(Beginning of GIVEN RECORDS)

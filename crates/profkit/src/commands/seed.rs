use crate::config::CheckerConfig;
use crate::credentials::{SqliteStore, seed_demo_users};
use crate::error::Result;

/// Create the credential store and write the demo users into it
pub fn run(config: &CheckerConfig, force: bool) -> Result<()> {
    if force && config.db_path.exists() {
        std::fs::remove_file(&config.db_path)?;
        tracing::info!(db = %config.db_path.display(), "removed existing store");
    }

    let store = SqliteStore::create(&config.db_path)?;
    let seeded = seed_demo_users(&store, &config.encoder())?;

    println!(
        "Seeded {} user(s) into {} ({}, salt {})",
        seeded,
        config.db_path.display(),
        config.scheme,
        config.salt
    );
    Ok(())
}
use rand::SeedableRng;
use rand::rngs::StdRng;
use std::path::Path;

use crate::config::CheckerConfig;
use crate::credentials::{Checker, PasswordEncoder, PasswordScheme, SqliteStore, seed_demo_users};
use crate::error::{Error, Result};
use crate::profile::{Profiler, SortKey};
use crate::report;
use crate::workload::{self, LoginOutcome};

pub struct LoginOptions {
    pub cases: usize,
    pub seed: u64,
    pub lines: bool,
    pub compare_schemes: bool,
    pub sort: SortKey,
    pub top: usize,
}

/// Run the login workload under the profiler. Returns the login outcome and
/// the profiler holding the recorded stats.
pub fn profile_login(
    config: &CheckerConfig,
    options: &LoginOptions,
) -> Result<(LoginOutcome, Profiler)> {
    let checker = config.open_checker()?;
    let cases = workload::gen_cases(options.cases, &mut StdRng::seed_from_u64(options.seed));
    tracing::info!(
        cases = cases.len(),
        seed = options.seed,
        lines = options.lines,
        "running login workload"
    );

    let profiler = Profiler::new();
    profkit_trace::reset();
    profkit_trace::start();
    let outcome = if options.lines {
        workload::bench_login_lines(&checker, &cases, &profiler)
    } else {
        workload::bench_login(&checker, &cases, &profiler)
    };
    profkit_trace::stop();

    Ok((outcome?, profiler))
}

/// Checkers for every scheme, each over an in-memory store holding the demo
/// users encoded under that scheme and `salt`
fn scheme_checkers(salt: &str) -> Result<Vec<Checker<SqliteStore>>> {
    PasswordScheme::ALL
        .iter()
        .map(|&scheme| {
            let encoder = PasswordEncoder::new(scheme, salt);
            let store = SqliteStore::in_memory()?;
            seed_demo_users(&store, &encoder)?;
            Ok(Checker::new(store, encoder))
        })
        .collect()
}

/// Run the login cases under every scheme in one profile. The configured
/// store is not used.
pub fn profile_login_schemes(
    config: &CheckerConfig,
    options: &LoginOptions,
) -> Result<(Vec<(PasswordScheme, LoginOutcome)>, Profiler)> {
    if config.salt.is_empty() {
        return Err(Error::InvalidArgument("salt must not be empty".to_string()));
    }
    let checkers = scheme_checkers(&config.salt)?;
    let cases = workload::gen_cases(options.cases, &mut StdRng::seed_from_u64(options.seed));
    tracing::info!(
        cases = cases.len(),
        seed = options.seed,
        schemes = checkers.len(),
        "running login workload per scheme"
    );

    let profiler = Profiler::new();
    profkit_trace::reset();
    profkit_trace::start();
    let outcomes = workload::bench_login_schemes(&checkers, &cases, &profiler);
    profkit_trace::stop();

    let outcomes = PasswordScheme::ALL.into_iter().zip(outcomes?).collect();
    Ok((outcomes, profiler))
}

fn run_schemes(
    config: &CheckerConfig,
    options: &LoginOptions,
    output: Option<&Path>,
) -> Result<()> {
    let (outcomes, profiler) = profile_login_schemes(config, options)?;
    let elapsed = profiler.elapsed();

    println!("# login | every scheme | {} cases each", options.cases);
    for (scheme, outcome) in &outcomes {
        println!(
            "# {}: Accepted: {} | Rejected: {}",
            scheme,
            report::format_count(outcome.accepted),
            report::format_count(outcome.rejected)
        );
    }
    println!(
        "# Calls: {} | Elapsed: {}",
        report::format_count(profiler.total_calls()),
        report::format_secs(elapsed)
    );
    println!("# Ordered by: {}", options.sort.as_str());
    println!();

    report::print_call_stats(&profiler.stats(options.sort), options.top);

    if let Some(path) = output {
        let schemes: Vec<&str> = outcomes.iter().map(|(s, _)| s.as_str()).collect();
        super::save_profile(
            path,
            "login-schemes",
            &profiler,
            elapsed,
            &[
                ("cases", options.cases.to_string()),
                ("seed", options.seed.to_string()),
                ("scheme", schemes.join(",")),
            ],
        )?;
    }

    Ok(())
}

pub fn run(config: &CheckerConfig, options: &LoginOptions, output: Option<&Path>) -> Result<()> {
    if options.compare_schemes {
        return run_schemes(config, options, output);
    }
    let (outcome, profiler) = profile_login(config, options)?;
    let elapsed = profiler.elapsed();

    println!(
        "# login | {} | scheme {} | {} cases",
        config.db_path.display(),
        config.scheme,
        options.cases
    );
    println!(
        "# Accepted: {} | Rejected: {} | Calls: {} | Elapsed: {}",
        report::format_count(outcome.accepted),
        report::format_count(outcome.rejected),
        report::format_count(profiler.total_calls()),
        report::format_secs(elapsed)
    );
    println!("# Ordered by: {}", options.sort.as_str());
    println!();

    report::print_call_stats(&profiler.stats(options.sort), options.top);

    if let Some(path) = output {
        let workload = if options.lines { "login-lines" } else { "login" };
        super::save_profile(
            path,
            workload,
            &profiler,
            elapsed,
            &[
                ("cases", options.cases.to_string()),
                ("seed", options.seed.to_string()),
                ("scheme", config.scheme.to_string()),
                ("accepted", outcome.accepted.to_string()),
                ("rejected", outcome.rejected.to_string()),
            ],
        )?;
    }

    Ok(())
}

#[cfg(test)]
mod tests {
    use super::*;

    fn seeded_config(dir: &Path) -> CheckerConfig {
        let config = CheckerConfig {
            db_path: dir.join("passwords.db"),
            scheme: PasswordScheme::Sha256,
            salt: "pepper".to_string(),
        };
        let store = SqliteStore::create(&config.db_path).unwrap();
        seed_demo_users(&store, &config.encoder()).unwrap();
        config
    }

    fn options(lines: bool) -> LoginOptions {
        LoginOptions {
            cases: 200,
            seed: 7,
            lines,
            compare_schemes: false,
            sort: SortKey::Cumtime,
            top: 10,
        }
    }

    #[test]
    fn test_profile_login() {
        let dir = tempfile::tempdir().unwrap();
        let config = seeded_config(dir.path());

        let (outcome, profiler) = profile_login(&config, &options(false)).unwrap();
        assert_eq!(outcome.total(), 200);
        assert!(outcome.accepted > outcome.rejected);

        let stats = profiler.stats(SortKey::Cumtime);
        assert_eq!(stats[0].location.function, "bench_login");
        assert_eq!(stats[0].calls, 1);
    }

    #[test]
    fn test_lines_mode_gives_same_outcome() {
        let dir = tempfile::tempdir().unwrap();
        let config = seeded_config(dir.path());
        let (a, _) = profile_login(&config, &options(false)).unwrap();
        let (b, profiler) = profile_login(&config, &options(true)).unwrap();
        assert_eq!(a, b);
        assert!(
            profiler
                .stats(SortKey::Calls)
                .iter()
                .all(|s| s.location.function == "login_lines")
        );
    }

    #[test]
    fn test_run_saves_profile() {
        let dir = tempfile::tempdir().unwrap();
        let config = seeded_config(dir.path());
        let path = dir.path().join("profkit.login.db");
        run(&config, &options(false), Some(&path)).unwrap();

        let conn = crate::storage::open_profile(&path).unwrap();
        let summary = crate::storage::query_summary(&conn).unwrap();
        assert_eq!(summary.workload, "login");
        assert!(summary.total_calls >= 200);
    }

    #[test]
    fn test_compare_schemes_in_one_profile() {
        let dir = tempfile::tempdir().unwrap();
        // No store on disk: every scheme gets its own seeded store
        let config = CheckerConfig {
            db_path: dir.path().join("nope.db"),
            ..Default::default()
        };
        let options = LoginOptions {
            cases: 20,
            compare_schemes: true,
            ..options(false)
        };

        let (outcomes, profiler) = profile_login_schemes(&config, &options).unwrap();
        let schemes: Vec<PasswordScheme> = outcomes.iter().map(|(s, _)| *s).collect();
        assert_eq!(schemes, PasswordScheme::ALL);
        assert_eq!(outcomes[0].1, outcomes[1].1);
        assert_eq!(outcomes[0].1.total(), 20);
        assert!(outcomes[0].1.accepted > 0);

        let stats = profiler.stats(SortKey::Calls);
        for site in ["login_sha512_crypt", "login_sha256"] {
            assert!(stats.iter().any(|s| s.location.function == site && s.calls == 20));
        }

        let path = dir.path().join("profkit.login-schemes.db");
        run(&config, &options, Some(&path)).unwrap();
        let conn = crate::storage::open_profile(&path).unwrap();
        assert_eq!(crate::storage::query_summary(&conn).unwrap().workload, "login-schemes");
        assert_eq!(
            crate::storage::get_meta(&conn, "scheme").unwrap().as_deref(),
            Some("sha512-crypt,sha256")
        );
    }

    #[test]
    fn test_missing_store() {
        let dir = tempfile::tempdir().unwrap();
        let config = CheckerConfig {
            db_path: dir.path().join("nope.db"),
            ..Default::default()
        };
        assert!(matches!(
            profile_login(&config, &options(false)),
            Err(Error::StoreNotFound(_))
        ));
    }
}
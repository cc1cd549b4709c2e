use thiserror::Error;

use crate::credentials::CryptError;
use crate::events::EncodeError;

#[derive(Error, Debug)]
pub enum Error {
    #[error("Credential store not found: {0}. Run `profkit seed` to create it")]
    StoreNotFound(String),

    #[error("User already exists: {0}")]
    DuplicateUser(String),

    #[error("Password encoding error: {0}")]
    Crypt(#[from] CryptError),

    #[error("Encode error: {0}")]
    Encode(#[from] EncodeError),

    #[error("Database error: {0}")]
    Database(#[from] rusqlite::Error),

    #[error("I/O error: {0}")]
    Io(#[from] std::io::Error),

    #[error("Invalid argument: {0}")]
    InvalidArgument(String),

    #[error("Not a profkit profile: {0}")]
    NotAProfile(String),
}

pub type Result<T> = std::result::Result<T, Error>;

pub mod exit_code {
    pub const SUCCESS: i32 = 0;
    pub const GENERAL_ERROR: i32 = 1;
    pub const INVALID_ARGUMENTS: i32 = 2;
    pub const STORE_NOT_FOUND: i32 = 3;
    pub const DATABASE_ERROR: i32 = 6;
    pub const ENCODE_ERROR: i32 = 7;
}

impl Error {
    pub fn exit_code(&self) -> i32 {
        match self {
            Error::StoreNotFound(_) => exit_code::STORE_NOT_FOUND,
            Error::Database(_) | Error::DuplicateUser(_) | Error::NotAProfile(_) => {
                exit_code::DATABASE_ERROR
            }
            Error::Encode(_) => exit_code::ENCODE_ERROR,
            Error::InvalidArgument(_) | Error::Crypt(_) => exit_code::INVALID_ARGUMENTS,
            Error::Io(_) => exit_code::GENERAL_ERROR,
        }
    }
}
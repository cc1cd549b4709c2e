//! Process-wide allocation counters, updated by the tracing allocator.

use core::sync::atomic::{AtomicBool, AtomicU64, Ordering};

/// Whether allocations are currently being counted
static TRACING: AtomicBool = AtomicBool::new(false);

static ALLOC_COUNT: AtomicU64 = AtomicU64::new(0);
static ALLOC_BYTES: AtomicU64 = AtomicU64::new(0);
static FREE_COUNT: AtomicU64 = AtomicU64::new(0);
static FREE_BYTES: AtomicU64 = AtomicU64::new(0);

/// Point-in-time copy of the allocation counters.
#[derive(Debug, Clone, Copy, Default, PartialEq, Eq)]
pub struct HeapCounters {
    /// Number of allocations observed
    pub alloc_count: u64,
    /// Bytes requested by those allocations
    pub alloc_bytes: u64,
    /// Number of frees observed
    pub free_count: u64,
    /// Bytes released by those frees
    pub free_bytes: u64,
}

impl HeapCounters {
    /// Bytes allocated and not yet freed. Negative when memory allocated
    /// before tracing started is released while tracing.
    pub fn live_bytes(&self) -> i64 {
        self.alloc_bytes as i64 - self.free_bytes as i64
    }

    /// Counters accumulated since `earlier` was taken.
    pub fn delta(&self, earlier: &HeapCounters) -> HeapCounters {
        HeapCounters {
            alloc_count: self.alloc_count.saturating_sub(earlier.alloc_count),
            alloc_bytes: self.alloc_bytes.saturating_sub(earlier.alloc_bytes),
            free_count: self.free_count.saturating_sub(earlier.free_count),
            free_bytes: self.free_bytes.saturating_sub(earlier.free_bytes),
        }
    }

    /// Component-wise sum.
    pub fn add(&self, other: &HeapCounters) -> HeapCounters {
        HeapCounters {
            alloc_count: self.alloc_count + other.alloc_count,
            alloc_bytes: self.alloc_bytes + other.alloc_bytes,
            free_count: self.free_count + other.free_count,
            free_bytes: self.free_bytes + other.free_bytes,
        }
    }

    /// True when no allocation or free was counted.
    pub fn is_empty(&self) -> bool {
        self.alloc_count == 0 && self.free_count == 0
    }
}

/// Start counting allocations.
pub fn start() {
    TRACING.store(true, Ordering::SeqCst);
}

/// Stop counting allocations. Counters keep their values.
pub fn stop() {
    TRACING.store(false, Ordering::SeqCst);
}

/// Whether allocations are currently being counted.
pub fn is_tracing() -> bool {
    TRACING.load(Ordering::Relaxed)
}

/// Zero all counters.
pub fn reset() {
    ALLOC_COUNT.store(0, Ordering::SeqCst);
    ALLOC_BYTES.store(0, Ordering::SeqCst);
    FREE_COUNT.store(0, Ordering::SeqCst);
    FREE_BYTES.store(0, Ordering::SeqCst);
}

/// Read the current counters.
pub fn snapshot() -> HeapCounters {
    HeapCounters {
        alloc_count: ALLOC_COUNT.load(Ordering::Relaxed),
        alloc_bytes: ALLOC_BYTES.load(Ordering::Relaxed),
        free_count: FREE_COUNT.load(Ordering::Relaxed),
        free_bytes: FREE_BYTES.load(Ordering::Relaxed),
    }
}

/// Record an allocation event
#[inline]
#[cfg_attr(not(feature = "heap"), allow(dead_code))]
pub(crate) fn record_alloc(size: usize) {
    if !TRACING.load(Ordering::Relaxed) {
        return;
    }
    ALLOC_COUNT.fetch_add(1, Ordering::Relaxed);
    ALLOC_BYTES.fetch_add(size as u64, Ordering::Relaxed);
}

/// Record a deallocation event
#[inline]
#[cfg_attr(not(feature = "heap"), allow(dead_code))]
pub(crate) fn record_dealloc(size: usize) {
    if !TRACING.load(Ordering::Relaxed) {
        return;
    }
    FREE_COUNT.fetch_add(1, Ordering::Relaxed);
    FREE_BYTES.fetch_add(size as u64, Ordering::Relaxed);
}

(End of GIVEN RECORDS)

=== WHAT IS EXPECTED ===
Which lines hold the word "Whether"? Copy each of them from the records.

=== ANSWER TO THE EXERCISE ===
/// Whether allocations are currently being counted
/// Whether allocations are currently being counted.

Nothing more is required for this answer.